Sept. 15 (UPI) -- West Nile virus spreads most rapidly in places featuring average temperatures between 75 and 77 degrees Fahrenheit.
According to a new model, as the climate warms, West Nile virus transmission is likely to increase in some parts of the United States, while the threat dissipates in others.
"As the climate warms, it is critical to understand how temperature changes will affect the transmission of mosquito-borne diseases," lead researcher Marta Shocket said in a news release.
Shocket is now a postdoctoral researcher at UCLA, but conducted the new research while a fellow at Stanford.
For the new study, the results of which were published Tuesday in the journal eLife, researchers modeled how temperature changes will influence the range of three U.S. mosquito species.
The three species are responsible for the spread of six mosquito-borne viruses, including the West Nile, St. Louis Encephalitis, Eastern and Western Equine Encephalitis, Sindbis and Rift Valley fever viruses.
To build the model, scientists relied on lab experiments demonstrating the influence of temperature on each species' reproduction, development, survival, biting rate and ability to transmit the virus.
"Most of the viruses covered in this work are from more temperate areas than more commonly studied tropical diseases," Shocket said.
"We compared these results to those of tropical diseases like malaria and dengue and found that the optimal temperatures and cold thermal limits for virus spread are cooler," she said. "This means the viruses spread more efficiently at cooler temperatures compared to more tropical diseases, as you would expect."
Another study, published earlier this month in the journal Lancet Planetary Health, showed the threat of some tropical diseases, such as Chikungunya and dengue, are likely to grow as temperatures warm across sub-Saharan Africa.
The latest research suggests the United States is likely to experience similar shifts in viral transmission threats.
Currently, roughly 70 percent of the U.S. population lives in places that are too cold for transmission of West Nile and the other temperate viruses.

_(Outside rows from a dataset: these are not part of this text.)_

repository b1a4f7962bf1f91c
use leptos::prelude::*;

/// 404 Not Found Page
#[component]
pub fn NotFound() -> impl IntoView {
	view! { <h1>"Nothing to see here"</h1> }
}
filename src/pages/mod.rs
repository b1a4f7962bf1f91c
pub mod home;
pub mod not_found;
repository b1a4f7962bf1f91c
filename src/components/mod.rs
pub mod flow_diagram;
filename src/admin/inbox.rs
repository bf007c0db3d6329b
use crate::backend::{ContentError, Query};
use crate::content::ContentClient;
use crate::models::ContactMessage;
use tracing::error;

/// Messages shown per inbox page.
pub const PAGE_SIZE: usize = 10;

/// Highest page number whose offset still fits in a `usize`.
const LAST_ADDRESSABLE_PAGE: usize = usize::MAX / PAGE_SIZE;

/// One page of inbound contact messages.
#[derive(Debug, Clone, PartialEq)]
pub struct InboxPage {
    pub messages: Vec<ContactMessage>,
    /// 1-based
    pub page: usize,
    /// Never less than 1, even for an empty inbox
    pub total_pages: usize,
    pub total: usize,
}

impl InboxPage {
    pub fn has_previous(&self) -> bool {
        self.page > 1
    }

    pub fn has_next(&self) -> bool {
        self.page < self.total_pages
    }
}

/// Read-only view of messages sent through the public contact form.
pub struct ContactsInbox {
    content: ContentClient,
}

impl ContactsInbox {
    pub fn new(content: ContentClient) -> Self {
        Self { content }
    }

    /// Page `page` (1-based, anything lower reads as 1), newest first.
    /// Pages past the end come back empty.
    pub async fn page(&self, page: usize) -> Result<InboxPage, ContentError> {
        let page = page.clamp(1, LAST_ADDRESSABLE_PAGE);
        let query = Query::new()
            .order_desc("created_at")
            .range((page - 1) * PAGE_SIZE, PAGE_SIZE)
            .with_count();

        let result = self
            .content
            .list_page::<ContactMessage>(query)
            .await
            .inspect_err(|e| error!("Error fetching contacts: {}", e))?;

        let total = result.total.unwrap_or(result.rows.len());
        Ok(InboxPage {
            messages: result.rows,
            page,
            total_pages: total.div_ceil(PAGE_SIZE).max(1),
            total,
        })
    }
}

#[cfg(test)]
mod tests {
    use super::*;
    use crate::backend::MemoryBackend;
    use crate::models::Table;
    use serde_json::json;
    use std::sync::Arc;

    fn setup(messages: usize) -> (MemoryBackend, ContactsInbox) {
        let backend = MemoryBackend::new();
        for n in 0..messages {
            backend.seed(
                Table::Contacts,
                json!({"name": format!("Sender {n}"), "email": "a@b.mn", "content": "Hello"}),
            );
        }
        let inbox = ContactsInbox::new(ContentClient::new(Arc::new(backend.clone())));
        (backend, inbox)
    }

    #[tokio::test]
    async fn test_empty_inbox_has_one_page() {
        let (_, inbox) = setup(0);
        let page = inbox.page(1).await.unwrap();
        assert!(page.messages.is_empty());
        assert_eq!(page.total_pages, 1);
        assert!(!page.has_next());
        assert!(!page.has_previous());
    }

    #[tokio::test]
    async fn test_pages_newest_first() {
        let (_, inbox) = setup(23);

        let first = inbox.page(1).await.unwrap();
        assert_eq!(first.messages.len(), PAGE_SIZE);
        assert_eq!(first.messages[0].name, "Sender 22");
        assert_eq!(first.total, 23);
        assert_eq!(first.total_pages, 3);
        assert!(first.has_next());

        let last = inbox.page(3).await.unwrap();
        assert_eq!(last.messages.len(), 3);
        assert_eq!(last.messages[2].name, "Sender 0");
        assert!(!last.has_next());
    }

    #[tokio::test]
    async fn test_page_zero_reads_as_first() {
        let (_, inbox) = setup(2);
        let page = inbox.page(0).await.unwrap();
        assert_eq!(page.page, 1);
        assert_eq!(page.messages.len(), 2);
    }

    #[tokio::test]
    async fn test_huge_page_number_is_empty() {
        let (_, inbox) = setup(3);
        let page = inbox.page(usize::MAX).await.unwrap();
        assert!(page.messages.is_empty());
        assert_eq!(page.page, LAST_ADDRESSABLE_PAGE);
        assert_eq!(page.total, 3);
        assert!(!page.has_next());
    }

    #[tokio::test]
    async fn test_read_failure() {
        let (backend, inbox) = setup(1);
        backend.fail_reads_from(Table::Contacts, true);
        assert!(inbox.page(1).await.is_err());
    }
}
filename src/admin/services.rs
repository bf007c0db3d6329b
use crate::admin::{
    commit, delete_with_objects, require, write_record, AdminError, DeleteOutcome, SaveOutcome,
};
use crate::attachments::{remove_superseded, stage, superseded};
use crate::backend::{ContentError, Query};
use crate::content::{ContentClient, Upload};
use crate::models::{Bucket, Service, ServiceDraft, ServiceIcon};
use tracing::{error, info};

const BUCKET: Bucket = Bucket::ServicePdfs;

/// Submitted service form.
#[derive(Debug, Clone, PartialEq)]
pub struct ServiceForm {
    pub title: String,
    pub description: String,
    /// Icon name as submitted; must name a `ServiceIcon`
    pub icon: String,
    pub active: bool,
    /// New documents, appended after the existing ones
    pub documents: Vec<Upload>,
    /// Existing document paths the admin chose to drop
    pub removed_documents: Vec<String>,
}

impl Default for ServiceForm {
    fn default() -> Self {
        Self {
            title: String::new(),
            description: String::new(),
            icon: ServiceIcon::default().as_str().to_string(),
            active: true,
            documents: Vec::new(),
            removed_documents: Vec::new(),
        }
    }
}

impl From<&Service> for ServiceForm {
    fn from(service: &Service) -> Self {
        Self {
            title: service.title.clone(),
            description: service.description.clone(),
            icon: service
                .icon()
                .unwrap_or_default()
                .as_str()
                .to_string(),
            active: service.active,
            documents: Vec::new(),
            removed_documents: Vec::new(),
        }
    }
}

pub struct ServicesManager {
    content: ContentClient,
}

impl ServicesManager {
    pub fn new(content: ContentClient) -> Self {
        Self { content }
    }

    /// Every service, newest first, active or not.
    pub async fn list(&self) -> Result<Vec<Service>, ContentError> {
        self.content
            .list(Query::new().order_desc("created_at"))
            .await
            .inspect_err(|e| error!("Error fetching services: {}", e))
    }

    pub async fn get(&self, id: &str) -> Result<Option<Service>, ContentError> {
        self.content
            .get(id)
            .await
            .inspect_err(|e| error!("Error fetching service {}: {}", id, e))
    }

    pub fn document_url(&self, path: &str) -> String {
        self.content.public_url(BUCKET, path)
    }

    pub async fn save(
        &self,
        existing: Option<&Service>,
        form: ServiceForm,
    ) -> Result<SaveOutcome<Service>, AdminError> {
        require(&form.title, "Title")?;
        require(&form.description, "Description")?;
        let icon: ServiceIcon = form
            .icon
            .parse()
            .map_err(|reason| AdminError::InvalidField {
                field: "Icon",
                reason,
            })?;

        let staged = stage(&self.content, BUCKET, &form.documents).await?;

        let before = existing.map(|s| s.documents().to_vec()).unwrap_or_default();
        let mut files: Vec<String> = before
            .iter()
            .filter(|path| !form.removed_documents.contains(path))
            .cloned()
            .collect();
        files.extend(staged.paths().iter().cloned());
        let dropped = superseded(&before, &files);

        let draft = ServiceDraft {
            title: form.title,
            description: form.description,
            icon: Some(icon.as_str().to_string()),
            files,
            active: form.active,
        };

        let written = write_record(&self.content, existing.map(|s| s.id.as_str()), &draft).await;
        let record: Service = commit(&self.content, staged, written, "service").await?;
        let orphaned = remove_superseded(&self.content, BUCKET, dropped).await;

        info!("Saved service {}", record.id);
        Ok(SaveOutcome { record, orphaned })
    }

    pub async fn delete(&self, service: &Service) -> Result<DeleteOutcome, AdminError> {
        let paths = service.documents().to_vec();
        let outcome =
            delete_with_objects::<Service>(&self.content, &service.id, BUCKET, paths, "service")
                .await?;
        info!("Deleted service {}", service.id);
        Ok(outcome)
    }
}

Around 30 percent live in places that get too hot during the summer for the spread of West Nile.
The new research showed that places that already get too hot in the summer for viral transmission are likely to see fewer cases of West Nile as temperatures continue to rise.

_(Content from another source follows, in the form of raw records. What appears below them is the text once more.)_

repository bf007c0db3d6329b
//! Attachment replacement around a record write.
//!
//! A submission that carries files runs in three steps:
//! 1. `stage` stores the new objects one after another. If one fails, the
//!    objects already stored for this submission are removed again.
//! 2. The caller writes the record. If that fails, `StagedUploads::discard`
//!    removes the staged objects, so a failed submission leaves nothing new
//!    behind.
//! 3. After the write succeeds, `remove_superseded` deletes the objects the
//!    record no longer references. This is the one window that can leave
//!    debris: if removal fails the record is already correct and the old
//!    objects are reported as orphaned.

use crate::backend::ContentError;
use crate::content::{ContentClient, Upload};
use crate::models::Bucket;
use tracing::{error, warn};

/// Objects stored for a submission that has not been committed yet.
#[derive(Debug, Clone, PartialEq, Eq)]
#[must_use = "staged uploads must be kept or discarded"]
pub struct StagedUploads {
    bucket: Bucket,
    paths: Vec<String>,
}

impl StagedUploads {
    pub fn none(bucket: Bucket) -> Self {
        Self {
            bucket,
            paths: Vec::new(),
        }
    }

    pub fn bucket(&self) -> Bucket {
        self.bucket
    }

    pub fn paths(&self) -> &[String] {
        &self.paths
    }

    pub fn is_empty(&self) -> bool {
        self.paths.is_empty()
    }

    /// First staged path, for single-file fields.
    pub fn first(&self) -> Option<&String> {
        self.paths.first()
    }

    /// Keep the objects; the record now references them.
    pub fn keep(self) -> Vec<String> {
        self.paths
    }

    /// Remove the staged objects after a failed record write.
    ///
    /// Returns the paths that could not be removed.
    pub async fn discard(self, client: &ContentClient) -> Vec<String> {
        if self.paths.is_empty() {
            return Vec::new();
        }
        match client.remove(self.bucket, &self.paths).await {
            Ok(()) => Vec::new(),
            Err(e) => {
                error!(
                    "Failed to discard staged uploads {:?} in {}: {}",
                    self.paths, self.bucket, e
                );
                self.paths
            }
        }
    }
}

/// Store `uploads` in order. All or nothing.
pub async fn stage(
    client: &ContentClient,
    bucket: Bucket,
    uploads: &[Upload],
) -> Result<StagedUploads, ContentError> {
    let mut staged = StagedUploads::none(bucket);

    for upload in uploads {
        match client.upload(bucket, upload).await {
            Ok(path) => staged.paths.push(path),
            Err(e) => {
                error!("Upload of {} to {} failed: {}", upload.file_name, bucket, e);
                staged.discard(client).await;
                return Err(e);
            }
        }
    }

    Ok(staged)
}

/// Best-effort removal of objects the committed record no longer references.
///
/// Returns the orphaned paths (empty when removal succeeded).
pub async fn remove_superseded(
    client: &ContentClient,
    bucket: Bucket,
    paths: Vec<String>,
) -> Vec<String> {
    if paths.is_empty() {
        return paths;
    }
    match client.remove(bucket, &paths).await {
        Ok(()) => Vec::new(),
        Err(e) => {
            warn!("Orphaned objects in {} {:?}: {}", bucket, paths, e);
            paths
        }
    }
}

/// Paths in `before` that are missing from `after`.
pub fn superseded(before: &[String], after: &[String]) -> Vec<String> {
    before
        .iter()
        .filter(|path| !after.contains(path))
        .cloned()
        .collect()
}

However, models showed higher temperatures will likely increase the threat of mosquito-borne viruses across sizable portions of the country. The simulations suggest rising temperatures will also extend the season for mosquito-borne virus transmission into the fall and spring.
"Climate change is poised to increase the transmission of West Nile and other mosquito-borne viruses in much of the U.S.," said senior author Erin Mordecai, assistant professor of biology at Stanford.
"But these diseases also depend on human contact with mosquitoes that also contact wildlife, so factors like human land use, mosquito control, mosquito and virus adaptations, and the emergence of new viruses make predicting the future of mosquito-borne disease a challenge," Mordecai said.